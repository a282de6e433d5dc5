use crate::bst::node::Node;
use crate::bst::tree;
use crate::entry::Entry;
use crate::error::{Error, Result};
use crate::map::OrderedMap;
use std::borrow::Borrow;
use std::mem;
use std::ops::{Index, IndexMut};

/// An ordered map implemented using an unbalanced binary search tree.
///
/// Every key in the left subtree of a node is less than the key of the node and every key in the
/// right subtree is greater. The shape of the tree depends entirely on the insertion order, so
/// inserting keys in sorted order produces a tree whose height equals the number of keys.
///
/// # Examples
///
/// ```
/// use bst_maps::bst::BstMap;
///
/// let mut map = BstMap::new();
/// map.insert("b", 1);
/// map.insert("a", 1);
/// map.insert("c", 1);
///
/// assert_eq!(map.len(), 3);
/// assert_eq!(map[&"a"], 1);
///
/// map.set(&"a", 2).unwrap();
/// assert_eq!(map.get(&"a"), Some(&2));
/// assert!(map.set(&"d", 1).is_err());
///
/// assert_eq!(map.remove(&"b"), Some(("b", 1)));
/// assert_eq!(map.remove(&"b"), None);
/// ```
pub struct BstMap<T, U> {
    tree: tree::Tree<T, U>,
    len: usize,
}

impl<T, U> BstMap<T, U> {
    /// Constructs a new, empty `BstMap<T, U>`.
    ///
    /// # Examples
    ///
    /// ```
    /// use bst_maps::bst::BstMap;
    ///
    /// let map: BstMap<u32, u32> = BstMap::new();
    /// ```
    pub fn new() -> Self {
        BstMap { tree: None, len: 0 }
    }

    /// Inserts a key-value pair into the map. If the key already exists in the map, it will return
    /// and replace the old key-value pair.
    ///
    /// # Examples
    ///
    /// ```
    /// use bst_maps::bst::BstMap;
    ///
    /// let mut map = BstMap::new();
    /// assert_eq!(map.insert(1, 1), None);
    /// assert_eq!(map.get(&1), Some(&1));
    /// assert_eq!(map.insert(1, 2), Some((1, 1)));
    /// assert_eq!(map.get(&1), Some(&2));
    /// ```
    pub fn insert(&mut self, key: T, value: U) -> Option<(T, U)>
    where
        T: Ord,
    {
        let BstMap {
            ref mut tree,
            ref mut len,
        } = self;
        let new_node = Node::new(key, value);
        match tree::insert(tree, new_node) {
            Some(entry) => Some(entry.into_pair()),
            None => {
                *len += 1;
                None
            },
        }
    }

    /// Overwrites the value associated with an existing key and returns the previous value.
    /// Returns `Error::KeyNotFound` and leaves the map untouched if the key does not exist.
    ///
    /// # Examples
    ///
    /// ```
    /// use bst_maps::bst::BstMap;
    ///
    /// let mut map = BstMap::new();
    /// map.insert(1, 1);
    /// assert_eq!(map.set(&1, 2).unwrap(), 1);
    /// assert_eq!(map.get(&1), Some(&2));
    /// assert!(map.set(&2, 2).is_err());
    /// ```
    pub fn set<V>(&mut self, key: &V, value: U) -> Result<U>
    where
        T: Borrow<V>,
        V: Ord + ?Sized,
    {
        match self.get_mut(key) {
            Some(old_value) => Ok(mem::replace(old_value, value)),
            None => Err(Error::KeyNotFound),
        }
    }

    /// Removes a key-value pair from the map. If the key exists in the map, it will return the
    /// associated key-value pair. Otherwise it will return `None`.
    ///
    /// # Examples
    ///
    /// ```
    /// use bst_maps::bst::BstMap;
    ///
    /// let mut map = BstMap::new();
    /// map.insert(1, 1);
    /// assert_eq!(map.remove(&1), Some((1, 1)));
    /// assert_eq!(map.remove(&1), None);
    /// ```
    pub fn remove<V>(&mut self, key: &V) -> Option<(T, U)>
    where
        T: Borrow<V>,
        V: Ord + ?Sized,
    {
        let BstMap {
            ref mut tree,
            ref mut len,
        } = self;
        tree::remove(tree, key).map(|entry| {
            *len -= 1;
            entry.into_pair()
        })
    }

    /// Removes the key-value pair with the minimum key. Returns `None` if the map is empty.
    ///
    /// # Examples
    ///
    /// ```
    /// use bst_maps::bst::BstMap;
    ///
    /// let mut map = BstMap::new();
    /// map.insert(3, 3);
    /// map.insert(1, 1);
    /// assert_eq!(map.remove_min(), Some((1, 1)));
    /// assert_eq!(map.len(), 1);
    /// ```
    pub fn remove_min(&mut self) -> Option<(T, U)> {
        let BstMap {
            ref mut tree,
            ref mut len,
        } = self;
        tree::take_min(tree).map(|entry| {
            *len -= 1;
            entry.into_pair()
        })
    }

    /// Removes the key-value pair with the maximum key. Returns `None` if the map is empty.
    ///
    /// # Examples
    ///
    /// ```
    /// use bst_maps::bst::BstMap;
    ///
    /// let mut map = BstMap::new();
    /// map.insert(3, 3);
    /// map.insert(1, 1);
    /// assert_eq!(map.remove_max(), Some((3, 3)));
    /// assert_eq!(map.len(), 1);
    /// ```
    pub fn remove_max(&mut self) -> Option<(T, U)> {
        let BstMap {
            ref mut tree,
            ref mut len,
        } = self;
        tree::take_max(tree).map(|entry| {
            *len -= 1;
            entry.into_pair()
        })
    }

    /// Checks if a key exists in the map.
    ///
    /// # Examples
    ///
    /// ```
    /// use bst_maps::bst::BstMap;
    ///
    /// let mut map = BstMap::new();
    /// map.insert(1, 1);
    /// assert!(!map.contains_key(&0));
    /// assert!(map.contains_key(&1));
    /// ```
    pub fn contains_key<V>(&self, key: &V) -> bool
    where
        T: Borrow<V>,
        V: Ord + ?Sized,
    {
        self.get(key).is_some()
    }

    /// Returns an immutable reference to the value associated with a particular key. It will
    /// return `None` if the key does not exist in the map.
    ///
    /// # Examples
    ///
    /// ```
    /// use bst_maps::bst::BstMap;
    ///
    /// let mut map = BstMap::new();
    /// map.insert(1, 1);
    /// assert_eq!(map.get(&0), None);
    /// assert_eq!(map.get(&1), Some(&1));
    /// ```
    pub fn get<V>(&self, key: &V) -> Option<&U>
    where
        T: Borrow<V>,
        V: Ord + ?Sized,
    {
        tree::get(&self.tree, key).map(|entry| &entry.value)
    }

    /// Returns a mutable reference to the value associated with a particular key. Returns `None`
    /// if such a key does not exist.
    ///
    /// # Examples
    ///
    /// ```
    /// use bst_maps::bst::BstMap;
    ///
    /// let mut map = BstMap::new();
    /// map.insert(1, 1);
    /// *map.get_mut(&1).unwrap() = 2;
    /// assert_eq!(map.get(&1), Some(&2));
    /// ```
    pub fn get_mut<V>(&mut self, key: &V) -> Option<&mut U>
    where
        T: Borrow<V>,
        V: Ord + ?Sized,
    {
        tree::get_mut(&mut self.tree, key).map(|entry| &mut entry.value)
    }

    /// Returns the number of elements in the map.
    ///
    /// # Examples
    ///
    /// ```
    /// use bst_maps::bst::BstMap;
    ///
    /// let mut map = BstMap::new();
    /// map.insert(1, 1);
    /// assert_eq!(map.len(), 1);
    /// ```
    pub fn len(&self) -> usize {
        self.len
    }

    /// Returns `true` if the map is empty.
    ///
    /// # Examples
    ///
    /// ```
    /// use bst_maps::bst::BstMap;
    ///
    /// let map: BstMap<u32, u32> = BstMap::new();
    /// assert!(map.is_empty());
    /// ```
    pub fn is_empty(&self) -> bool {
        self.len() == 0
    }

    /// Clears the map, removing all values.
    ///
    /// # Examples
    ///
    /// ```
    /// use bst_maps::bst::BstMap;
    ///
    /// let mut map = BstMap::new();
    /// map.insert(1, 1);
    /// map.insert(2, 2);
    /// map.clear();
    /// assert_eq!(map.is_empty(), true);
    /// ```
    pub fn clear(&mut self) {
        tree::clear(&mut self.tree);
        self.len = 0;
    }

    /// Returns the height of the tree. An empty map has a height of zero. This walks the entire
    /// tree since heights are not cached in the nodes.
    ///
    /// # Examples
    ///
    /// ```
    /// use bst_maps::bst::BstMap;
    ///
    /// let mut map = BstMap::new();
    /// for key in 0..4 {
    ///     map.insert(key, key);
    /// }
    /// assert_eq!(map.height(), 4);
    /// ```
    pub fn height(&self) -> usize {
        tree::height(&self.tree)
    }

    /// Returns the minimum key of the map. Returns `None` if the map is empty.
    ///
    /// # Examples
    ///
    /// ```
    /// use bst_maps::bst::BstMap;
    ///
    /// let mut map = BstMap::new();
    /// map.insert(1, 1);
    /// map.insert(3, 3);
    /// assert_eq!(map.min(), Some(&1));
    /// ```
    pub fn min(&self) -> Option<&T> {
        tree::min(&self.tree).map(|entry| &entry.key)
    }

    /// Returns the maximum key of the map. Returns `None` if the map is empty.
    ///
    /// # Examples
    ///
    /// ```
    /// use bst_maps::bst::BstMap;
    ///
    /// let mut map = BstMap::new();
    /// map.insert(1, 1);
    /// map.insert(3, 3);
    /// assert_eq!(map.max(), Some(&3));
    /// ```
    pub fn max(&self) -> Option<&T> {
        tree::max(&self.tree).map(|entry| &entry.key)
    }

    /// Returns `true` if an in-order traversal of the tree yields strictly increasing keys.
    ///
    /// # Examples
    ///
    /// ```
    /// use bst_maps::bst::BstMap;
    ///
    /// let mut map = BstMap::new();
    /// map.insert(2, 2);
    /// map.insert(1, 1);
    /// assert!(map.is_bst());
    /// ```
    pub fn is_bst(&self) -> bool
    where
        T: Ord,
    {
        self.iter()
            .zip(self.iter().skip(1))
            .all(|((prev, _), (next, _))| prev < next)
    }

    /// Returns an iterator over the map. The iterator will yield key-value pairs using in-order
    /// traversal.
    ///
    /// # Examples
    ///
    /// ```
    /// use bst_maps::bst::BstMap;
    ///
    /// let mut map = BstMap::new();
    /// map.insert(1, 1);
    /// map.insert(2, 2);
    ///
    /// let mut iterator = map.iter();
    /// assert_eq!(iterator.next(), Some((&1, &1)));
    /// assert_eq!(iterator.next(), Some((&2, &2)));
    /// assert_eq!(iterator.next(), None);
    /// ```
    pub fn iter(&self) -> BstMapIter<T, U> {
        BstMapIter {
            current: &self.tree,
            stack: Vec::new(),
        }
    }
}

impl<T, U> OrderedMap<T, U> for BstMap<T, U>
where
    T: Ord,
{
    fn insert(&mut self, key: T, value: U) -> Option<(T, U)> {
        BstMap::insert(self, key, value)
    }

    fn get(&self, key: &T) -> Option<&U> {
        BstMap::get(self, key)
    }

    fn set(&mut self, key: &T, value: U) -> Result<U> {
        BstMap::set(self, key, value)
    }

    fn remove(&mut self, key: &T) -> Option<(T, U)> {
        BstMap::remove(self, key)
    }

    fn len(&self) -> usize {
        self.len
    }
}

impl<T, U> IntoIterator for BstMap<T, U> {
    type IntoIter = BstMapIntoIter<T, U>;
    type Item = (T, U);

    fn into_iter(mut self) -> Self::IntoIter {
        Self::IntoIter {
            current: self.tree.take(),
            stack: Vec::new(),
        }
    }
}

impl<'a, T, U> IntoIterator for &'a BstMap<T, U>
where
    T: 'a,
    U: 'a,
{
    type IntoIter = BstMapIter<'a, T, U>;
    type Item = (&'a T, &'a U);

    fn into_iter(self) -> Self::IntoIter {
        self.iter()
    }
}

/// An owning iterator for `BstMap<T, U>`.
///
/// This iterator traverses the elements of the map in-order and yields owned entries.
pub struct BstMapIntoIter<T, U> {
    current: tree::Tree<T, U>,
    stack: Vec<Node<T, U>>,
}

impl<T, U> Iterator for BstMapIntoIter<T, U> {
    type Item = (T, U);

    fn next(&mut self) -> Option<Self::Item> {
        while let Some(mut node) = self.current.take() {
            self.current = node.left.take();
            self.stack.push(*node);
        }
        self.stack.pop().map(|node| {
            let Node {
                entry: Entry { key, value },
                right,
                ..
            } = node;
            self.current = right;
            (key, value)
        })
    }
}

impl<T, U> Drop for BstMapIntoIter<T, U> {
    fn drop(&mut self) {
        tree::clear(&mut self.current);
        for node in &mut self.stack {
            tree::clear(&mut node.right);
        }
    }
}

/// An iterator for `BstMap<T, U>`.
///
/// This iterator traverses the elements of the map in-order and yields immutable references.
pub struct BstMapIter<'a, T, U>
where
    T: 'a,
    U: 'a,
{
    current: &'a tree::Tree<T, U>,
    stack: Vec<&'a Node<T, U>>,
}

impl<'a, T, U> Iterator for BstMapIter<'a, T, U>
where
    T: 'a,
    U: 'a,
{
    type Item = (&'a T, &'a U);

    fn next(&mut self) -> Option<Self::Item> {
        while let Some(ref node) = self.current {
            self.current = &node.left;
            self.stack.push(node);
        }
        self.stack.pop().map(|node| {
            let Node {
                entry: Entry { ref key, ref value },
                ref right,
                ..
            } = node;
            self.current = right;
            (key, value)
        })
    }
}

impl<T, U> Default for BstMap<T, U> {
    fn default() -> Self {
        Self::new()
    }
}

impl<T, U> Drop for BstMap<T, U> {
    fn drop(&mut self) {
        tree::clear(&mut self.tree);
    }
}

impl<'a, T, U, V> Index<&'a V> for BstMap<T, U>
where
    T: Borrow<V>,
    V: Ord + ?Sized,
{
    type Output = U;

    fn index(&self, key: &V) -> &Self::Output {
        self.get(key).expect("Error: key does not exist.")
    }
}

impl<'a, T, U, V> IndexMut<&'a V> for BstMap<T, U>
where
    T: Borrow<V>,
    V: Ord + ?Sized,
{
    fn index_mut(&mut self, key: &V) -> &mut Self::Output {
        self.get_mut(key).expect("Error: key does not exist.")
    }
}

════════════════════

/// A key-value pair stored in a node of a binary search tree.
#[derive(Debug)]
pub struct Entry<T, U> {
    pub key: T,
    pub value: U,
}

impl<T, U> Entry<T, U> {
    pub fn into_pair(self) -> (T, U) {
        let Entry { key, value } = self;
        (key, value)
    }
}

════════════════════

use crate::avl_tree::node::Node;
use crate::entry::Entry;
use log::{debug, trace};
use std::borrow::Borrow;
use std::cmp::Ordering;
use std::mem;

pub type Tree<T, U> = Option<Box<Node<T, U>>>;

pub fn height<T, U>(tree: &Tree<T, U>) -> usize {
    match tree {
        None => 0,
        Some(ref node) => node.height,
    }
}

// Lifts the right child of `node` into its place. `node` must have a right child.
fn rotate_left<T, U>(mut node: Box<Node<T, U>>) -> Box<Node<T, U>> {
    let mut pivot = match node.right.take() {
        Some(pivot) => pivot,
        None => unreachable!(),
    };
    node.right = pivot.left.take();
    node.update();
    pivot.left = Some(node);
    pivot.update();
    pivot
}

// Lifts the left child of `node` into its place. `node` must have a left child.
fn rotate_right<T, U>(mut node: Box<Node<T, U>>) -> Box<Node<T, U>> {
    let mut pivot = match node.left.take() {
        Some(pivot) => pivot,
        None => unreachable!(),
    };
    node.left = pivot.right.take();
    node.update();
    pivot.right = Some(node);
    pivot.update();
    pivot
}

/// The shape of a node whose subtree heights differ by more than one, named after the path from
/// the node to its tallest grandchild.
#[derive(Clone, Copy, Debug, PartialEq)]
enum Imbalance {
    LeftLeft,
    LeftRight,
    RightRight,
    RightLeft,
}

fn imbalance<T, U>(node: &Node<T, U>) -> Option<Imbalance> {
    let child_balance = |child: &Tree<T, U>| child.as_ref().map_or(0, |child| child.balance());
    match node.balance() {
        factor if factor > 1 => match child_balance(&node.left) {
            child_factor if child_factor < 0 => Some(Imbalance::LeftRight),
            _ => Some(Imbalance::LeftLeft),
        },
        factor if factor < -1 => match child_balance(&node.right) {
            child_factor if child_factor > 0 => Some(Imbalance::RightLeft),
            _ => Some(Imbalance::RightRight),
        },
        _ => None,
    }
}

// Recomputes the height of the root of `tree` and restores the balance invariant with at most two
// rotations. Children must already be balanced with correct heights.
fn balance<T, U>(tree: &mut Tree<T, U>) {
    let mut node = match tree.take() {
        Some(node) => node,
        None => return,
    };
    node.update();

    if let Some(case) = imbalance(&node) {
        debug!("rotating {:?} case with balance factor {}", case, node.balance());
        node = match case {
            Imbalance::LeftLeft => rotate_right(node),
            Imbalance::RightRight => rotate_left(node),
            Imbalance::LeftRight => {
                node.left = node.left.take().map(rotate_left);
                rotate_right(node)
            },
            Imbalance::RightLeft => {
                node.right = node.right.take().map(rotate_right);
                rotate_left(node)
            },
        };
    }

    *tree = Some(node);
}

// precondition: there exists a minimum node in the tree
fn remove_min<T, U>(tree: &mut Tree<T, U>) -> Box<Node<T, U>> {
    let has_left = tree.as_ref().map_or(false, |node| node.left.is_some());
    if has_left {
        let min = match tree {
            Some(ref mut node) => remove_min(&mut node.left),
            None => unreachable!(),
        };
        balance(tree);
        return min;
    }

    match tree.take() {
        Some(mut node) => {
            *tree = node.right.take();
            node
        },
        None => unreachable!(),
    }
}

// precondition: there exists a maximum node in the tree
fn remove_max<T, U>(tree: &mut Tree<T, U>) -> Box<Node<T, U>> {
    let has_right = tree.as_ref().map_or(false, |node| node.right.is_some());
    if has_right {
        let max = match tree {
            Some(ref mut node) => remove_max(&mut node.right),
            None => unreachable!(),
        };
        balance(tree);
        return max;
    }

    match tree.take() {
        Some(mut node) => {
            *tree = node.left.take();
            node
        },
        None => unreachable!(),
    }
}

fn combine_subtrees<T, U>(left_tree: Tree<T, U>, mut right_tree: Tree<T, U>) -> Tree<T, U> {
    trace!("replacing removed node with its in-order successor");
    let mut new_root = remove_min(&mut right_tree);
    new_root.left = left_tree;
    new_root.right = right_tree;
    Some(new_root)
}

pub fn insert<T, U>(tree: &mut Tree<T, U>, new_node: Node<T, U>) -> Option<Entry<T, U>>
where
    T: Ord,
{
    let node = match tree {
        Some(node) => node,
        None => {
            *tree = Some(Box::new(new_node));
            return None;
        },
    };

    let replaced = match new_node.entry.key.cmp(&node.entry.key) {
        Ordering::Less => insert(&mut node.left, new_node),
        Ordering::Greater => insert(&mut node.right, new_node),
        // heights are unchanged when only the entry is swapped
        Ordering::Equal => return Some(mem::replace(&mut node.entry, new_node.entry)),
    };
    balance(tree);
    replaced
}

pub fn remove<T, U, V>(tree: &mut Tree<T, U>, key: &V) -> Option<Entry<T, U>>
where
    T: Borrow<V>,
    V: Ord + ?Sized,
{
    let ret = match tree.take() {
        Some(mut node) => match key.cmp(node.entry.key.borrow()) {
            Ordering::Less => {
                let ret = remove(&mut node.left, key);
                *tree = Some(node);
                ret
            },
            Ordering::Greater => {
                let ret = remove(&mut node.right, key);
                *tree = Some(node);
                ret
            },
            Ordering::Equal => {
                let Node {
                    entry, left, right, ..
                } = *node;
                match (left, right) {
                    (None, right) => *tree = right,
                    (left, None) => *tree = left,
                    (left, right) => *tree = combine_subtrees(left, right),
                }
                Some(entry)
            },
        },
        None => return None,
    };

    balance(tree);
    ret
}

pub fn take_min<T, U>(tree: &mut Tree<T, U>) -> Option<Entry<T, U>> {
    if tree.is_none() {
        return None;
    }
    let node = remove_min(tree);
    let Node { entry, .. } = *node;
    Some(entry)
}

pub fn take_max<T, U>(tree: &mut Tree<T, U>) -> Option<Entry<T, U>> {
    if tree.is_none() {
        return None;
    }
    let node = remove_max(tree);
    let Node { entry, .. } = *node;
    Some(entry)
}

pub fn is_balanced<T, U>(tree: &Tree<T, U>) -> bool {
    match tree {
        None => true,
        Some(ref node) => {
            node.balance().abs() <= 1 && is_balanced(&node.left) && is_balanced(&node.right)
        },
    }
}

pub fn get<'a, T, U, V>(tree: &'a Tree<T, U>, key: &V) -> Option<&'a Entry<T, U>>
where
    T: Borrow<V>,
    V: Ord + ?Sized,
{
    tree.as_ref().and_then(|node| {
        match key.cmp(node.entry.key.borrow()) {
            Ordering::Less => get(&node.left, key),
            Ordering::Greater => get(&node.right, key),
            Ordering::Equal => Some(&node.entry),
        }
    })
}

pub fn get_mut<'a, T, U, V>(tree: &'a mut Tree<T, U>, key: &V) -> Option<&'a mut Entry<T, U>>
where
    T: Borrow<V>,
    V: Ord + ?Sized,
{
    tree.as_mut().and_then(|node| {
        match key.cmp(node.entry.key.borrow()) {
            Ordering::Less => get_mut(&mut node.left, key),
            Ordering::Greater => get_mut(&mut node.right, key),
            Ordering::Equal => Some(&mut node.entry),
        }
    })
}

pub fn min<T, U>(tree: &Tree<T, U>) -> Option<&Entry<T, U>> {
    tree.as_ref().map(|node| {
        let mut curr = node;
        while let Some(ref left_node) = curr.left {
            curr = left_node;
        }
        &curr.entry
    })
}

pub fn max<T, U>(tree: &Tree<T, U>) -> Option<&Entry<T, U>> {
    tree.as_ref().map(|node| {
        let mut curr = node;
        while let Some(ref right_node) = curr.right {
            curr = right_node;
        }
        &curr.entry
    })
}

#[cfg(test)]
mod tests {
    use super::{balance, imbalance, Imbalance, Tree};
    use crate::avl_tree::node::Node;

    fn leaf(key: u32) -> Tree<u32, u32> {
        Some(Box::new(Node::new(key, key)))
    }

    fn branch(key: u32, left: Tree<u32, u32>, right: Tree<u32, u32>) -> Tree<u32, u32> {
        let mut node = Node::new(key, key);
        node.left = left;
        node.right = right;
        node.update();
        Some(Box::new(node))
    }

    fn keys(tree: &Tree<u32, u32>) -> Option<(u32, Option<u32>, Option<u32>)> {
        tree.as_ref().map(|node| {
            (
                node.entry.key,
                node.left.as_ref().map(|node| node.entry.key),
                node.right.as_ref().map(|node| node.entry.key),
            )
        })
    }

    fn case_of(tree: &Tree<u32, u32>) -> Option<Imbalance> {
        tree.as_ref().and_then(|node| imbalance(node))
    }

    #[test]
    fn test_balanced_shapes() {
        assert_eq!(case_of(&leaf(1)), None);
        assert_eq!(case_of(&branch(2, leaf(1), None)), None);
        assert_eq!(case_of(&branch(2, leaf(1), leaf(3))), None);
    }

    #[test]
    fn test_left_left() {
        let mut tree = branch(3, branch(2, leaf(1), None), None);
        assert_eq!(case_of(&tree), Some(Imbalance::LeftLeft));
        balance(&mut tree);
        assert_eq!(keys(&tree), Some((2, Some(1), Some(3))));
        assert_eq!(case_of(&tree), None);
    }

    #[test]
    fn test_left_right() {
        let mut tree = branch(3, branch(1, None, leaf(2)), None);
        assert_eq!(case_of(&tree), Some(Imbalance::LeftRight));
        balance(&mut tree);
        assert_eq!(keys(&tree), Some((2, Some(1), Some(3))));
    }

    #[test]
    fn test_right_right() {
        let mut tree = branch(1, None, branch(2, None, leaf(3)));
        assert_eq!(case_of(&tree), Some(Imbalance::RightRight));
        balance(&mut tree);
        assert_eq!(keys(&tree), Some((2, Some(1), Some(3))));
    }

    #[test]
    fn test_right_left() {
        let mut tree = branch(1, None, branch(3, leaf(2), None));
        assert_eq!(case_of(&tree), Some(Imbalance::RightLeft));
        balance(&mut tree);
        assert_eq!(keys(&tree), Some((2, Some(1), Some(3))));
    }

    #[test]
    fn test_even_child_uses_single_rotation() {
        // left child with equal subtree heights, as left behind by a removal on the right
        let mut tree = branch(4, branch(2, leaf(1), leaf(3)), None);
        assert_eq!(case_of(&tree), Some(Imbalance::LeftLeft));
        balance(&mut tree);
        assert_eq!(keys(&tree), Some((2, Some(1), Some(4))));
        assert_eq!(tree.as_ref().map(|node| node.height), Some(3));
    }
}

════════════════════

Return the lines of the listing where the string "RightLeft" appears.

    RightLeft,
            child_factor if child_factor > 0 => Some(Imbalance::RightLeft),
            Imbalance::RightLeft => {
        assert_eq!(case_of(&tree), Some(Imbalance::RightLeft));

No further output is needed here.